The esophagus is a hollow muscular tube that connects the back of the throat to the top of the stomach. In an adult, this tube normally ranges from about 10-14 inches in length, and one inch in diameter. At rest, the esophagus is closed but opens readily to accept food and liquids. The muscles in the upper portion of the esophagus are under voluntary control. The remaining portion consists of smooth muscle like the rest of the digestive tract and is not under voluntary control.

To keep food from coming back up from the stomach, the esophagus has two circular bands of involuntary muscle. The one at the top of the esophagus is called the upper esophageal sphincter (UES) and the one at the bottom of the esophagus (which separates the esophagus from the stomach) is called the lower esophageal sphincter (LES). The area in between is known as the body of the esophagus.

The act of swallowing takes a great deal of coordination, most of which is unconscious. When food or drink is placed into a person's mouth, the body's nervous system detects this and the brain directs the UES to open allowing the food or drink to pass into the esophagus (although this can sometimes be affected by strokes and other injuries).

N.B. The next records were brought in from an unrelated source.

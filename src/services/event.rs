//! Event services - event CRUD and the event page payload

use super::{UserLookup, attendance::resolve_invitees};
use crate::core::{AppError, AppJson, AppState};
use crate::dtos::{
    AttendanceDTO, BillDTO, CreateEventDTO, CreateEventRequestDTO, EventDetailDTO,
    EventSummaryDTO, EventsQuery, ForceQuery, UpdateEventDTO,
};
use crate::entities::{Attendance, Event, User};
use crate::repositories::{Delete, Read, Update};
use axum::{
    Extension,
    extract::{Json, Path, Query, State},
    http::StatusCode,
    response::IntoResponse,
};
use axum_macros::debug_handler;
use futures_util::future::try_join_all;
use serde_json::json;
use std::collections::HashMap;
use std::sync::Arc;
use tracing::{debug, info, instrument, warn};
use validator::Validate;

/// Reads an event or fails with 404.
pub(crate) async fn find_event(state: &AppState, event_id: i64) -> Result<Event, AppError> {
    state.event.read(&event_id).await?.ok_or_else(|| {
        warn!("Event {} not found", event_id);
        AppError::not_found("Event not found")
    })
}

/// Attendance with its referenced users resolved
pub(crate) fn attendance_dto(attendance: Attendance, users: &UserLookup) -> AttendanceDTO {
    AttendanceDTO {
        user: users.get(attendance.user_id.as_deref()),
        invited_by: users.get(attendance.invited_by_id.as_deref()),
        paid_by: users.get(attendance.paid_by_id.as_deref()),
        attendance,
        event: None,
    }
}

/// Loads everything the event page shows: creator, window, payer, attendances
/// and bills with their attachments and items.
pub(crate) async fn load_event_detail(
    state: &AppState,
    event: Event,
) -> Result<EventDetailDTO, AppError> {
    let (attendances, bills, wip_window) = futures::try_join!(
        state.attendance.find_by_event(event.event_id),
        state.bill.find_by_event(event.event_id),
        state.window.read(&event.wip_window_id),
    )?;

    let bill_ids: Vec<i64> = bills.iter().map(|b| b.bill_id).collect();
    let (items, attachments) = futures::try_join!(
        state.bill.items_for_bills(&bill_ids),
        state.attachment.find_by_bills(&bill_ids),
    )?;

    let mut user_ids = vec![event.creator_id.clone()];
    user_ids.extend(event.paid_by_id.clone());
    for attendance in &attendances {
        user_ids.extend(attendance.user_id.clone());
        user_ids.extend(attendance.invited_by_id.clone());
        user_ids.extend(attendance.paid_by_id.clone());
    }
    user_ids.extend(bills.iter().map(|b| b.payer_id.clone()));
    let users = UserLookup::load(state, user_ids).await?;

    let mut items_by_bill: HashMap<i64, Vec<_>> = HashMap::new();
    for item in items {
        items_by_bill.entry(item.bill_id).or_default().push(item);
    }
    let mut attachments_by_bill: HashMap<i64, Vec<_>> = HashMap::new();
    for attachment in attachments {
        attachments_by_bill
            .entry(attachment.bill_id)
            .or_default()
            .push(attachment);
    }

    let bills = bills
        .into_iter()
        .map(|bill| BillDTO {
            payer: users.get(Some(bill.payer_id.as_str())),
            attachments: attachments_by_bill.remove(&bill.bill_id).unwrap_or_default(),
            items: items_by_bill.remove(&bill.bill_id).unwrap_or_default(),
            bill,
        })
        .collect();

    Ok(EventDetailDTO {
        creator: users.get(Some(event.creator_id.as_str())),
        paid_by: users.get(event.paid_by_id.as_deref()),
        wip_window,
        attendances: attendances
            .into_iter()
            .map(|a| attendance_dto(a, &users))
            .collect(),
        bills,
        event,
    })
}

#[instrument(skip(state, current_user, body), fields(user_id = %current_user.user_id))]
pub async fn create_event(
    State(state): State<Arc<AppState>>,
    Extension(current_user): Extension<User>,
    AppJson(body): AppJson<CreateEventRequestDTO>,
) -> Result<impl IntoResponse, AppError> {
    debug!("Creating event");
    // 1. Validate the body (title length, attendee emails)
    // 2. The target window must exist
    // 3. Resolve the attendee emails, exactly like POST /events/{id}/attendees
    // 4. Insert the event with the caller as creator and its invitations together
    // 5. Return the full event detail
    body.validate()?;

    if state.window.read(&body.wip_window_id).await?.is_none() {
        warn!("WIP window {} not found", body.wip_window_id);
        return Err(AppError::not_found("WIP window not found"));
    }

    let invitees = resolve_invitees(&state, &body.attendee_emails, &[]).await?;
    let (event, invited) = state
        .event
        .create_with_invites(
            &CreateEventDTO {
                wip_window_id: body.wip_window_id,
                title: body.title.trim().to_string(),
                date: body.date,
                location: body.location.filter(|l| !l.trim().is_empty()),
                notes: body.notes.filter(|n| !n.trim().is_empty()),
                creator_id: current_user.user_id.clone(),
            },
            &invitees,
        )
        .await?;
    debug!("Invited {} attendees", invited.len());

    info!("Event {} created", event.event_id);
    let detail = load_event_detail(&state, event).await?;
    Ok((StatusCode::CREATED, Json(detail)))
}

#[instrument(skip(state, current_user), fields(user_id = %current_user.user_id, filter = ?params.filter))]
pub async fn list_events(
    State(state): State<Arc<AppState>>,
    Extension(current_user): Extension<User>,
    Query(params): Query<EventsQuery>,
) -> Result<impl IntoResponse, AppError> {
    debug!("Listing events");
    let events = state
        .event
        .list(params.filter, &current_user, params.search.as_deref())
        .await?;

    let summaries: Vec<EventSummaryDTO> = try_join_all(events.into_iter().map(|event| {
        let state = state.clone();
        async move { load_event_detail(&state, event).await }
    }))
    .await?
    .into_iter()
    .map(EventSummaryDTO::from)
    .collect();

    info!("Found {} events", summaries.len());
    Ok(Json(json!({ "events": summaries })))
}

#[instrument(skip(state))]
pub async fn get_event(
    State(state): State<Arc<AppState>>,
    Path(event_id): Path<i64>,
) -> Result<Json<EventDetailDTO>, AppError> {
    debug!("Fetching event");
    let event = find_event(&state, event_id).await?;
    Ok(Json(load_event_detail(&state, event).await?))
}

#[debug_handler]
#[instrument(skip(state, current_user, body), fields(user_id = %current_user.user_id))]
pub async fn update_event(
    State(state): State<Arc<AppState>>,
    Extension(current_user): Extension<User>,
    Path(event_id): Path<i64>,
    AppJson(body): AppJson<UpdateEventDTO>,
) -> Result<Json<EventDetailDTO>, AppError> {
    debug!("Updating event {}", event_id);
    // 1. The event must exist
    // 2. The creator may edit every field; an invitee may only set who paid
    // 3. Validate the body and the referenced payer
    // 4. Write and return the refreshed detail
    let event = find_event(&state, event_id).await?;

    if event.creator_id != current_user.user_id {
        let is_invitee = state
            .attendance
            .find_by_event(event_id)
            .await?
            .iter()
            .any(|a| a.belongs_to(&current_user.user_id, &current_user.email));

        if !(is_invitee && body.is_only_paid_by()) {
            warn!("User may not edit event {}", event_id);
            return Err(AppError::forbidden(
                "Only the event creator can edit this event",
            ));
        }
    }

    body.validate()?;

    if let Some(Some(payer_id)) = &body.paid_by_id {
        if state.user.read(payer_id).await?.is_none() {
            warn!("Unknown payer {}", payer_id);
            return Err(AppError::bad_request("Unknown paid_by user"));
        }
    }

    let updated = state.event.update(&event_id, &body).await?;
    info!("Event {} updated", event_id);
    Ok(Json(load_event_detail(&state, updated).await?))
}

#[instrument(skip(state, current_user), fields(user_id = %current_user.user_id, force = params.force))]
pub async fn delete_event(
    State(state): State<Arc<AppState>>,
    Extension(current_user): Extension<User>,
    Path(event_id): Path<i64>,
    Query(params): Query<ForceQuery>,
) -> Result<impl IntoResponse, AppError> {
    debug!("Deleting event {}", event_id);
    let event = find_event(&state, event_id).await?;

    if event.creator_id != current_user.user_id {
        warn!("Only the creator can delete event {}", event_id);
        return Err(AppError::forbidden(
            "Only event creator can delete this event",
        ));
    }

    let bill_count = state.bill.count_by_event(event_id).await?;
    if bill_count > 0 && !params.force {
        warn!("Event {} still has {} bills", event_id, bill_count);
        return Err(AppError::bad_request("Cannot delete event with existing bills")
            .with_details("Delete the bills first or retry with force=true")
            .with_context("bill_count", bill_count)
            .with_context("can_force_delete", true));
    }

    state.event.delete(&event_id).await?;
    info!("Event {} deleted", event_id);
    Ok(Json(json!({ "success": true })))
}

When swallowing, sensors within the smooth muscles of the esophagus, which detect stretch from the contents swallowed, tell the brain to make those muscles contract in order to push the contents downward. At this point, the LES relaxes to allow the food or drink to enter the stomach. This entire series of events takes about eight seconds.

After swallowing, the muscles in the esophagus may continue to contract in order to sweep remaining material into the stomach. This is also a protective mechanism to strip any acid that may have washed back into the esophagus from the stomach.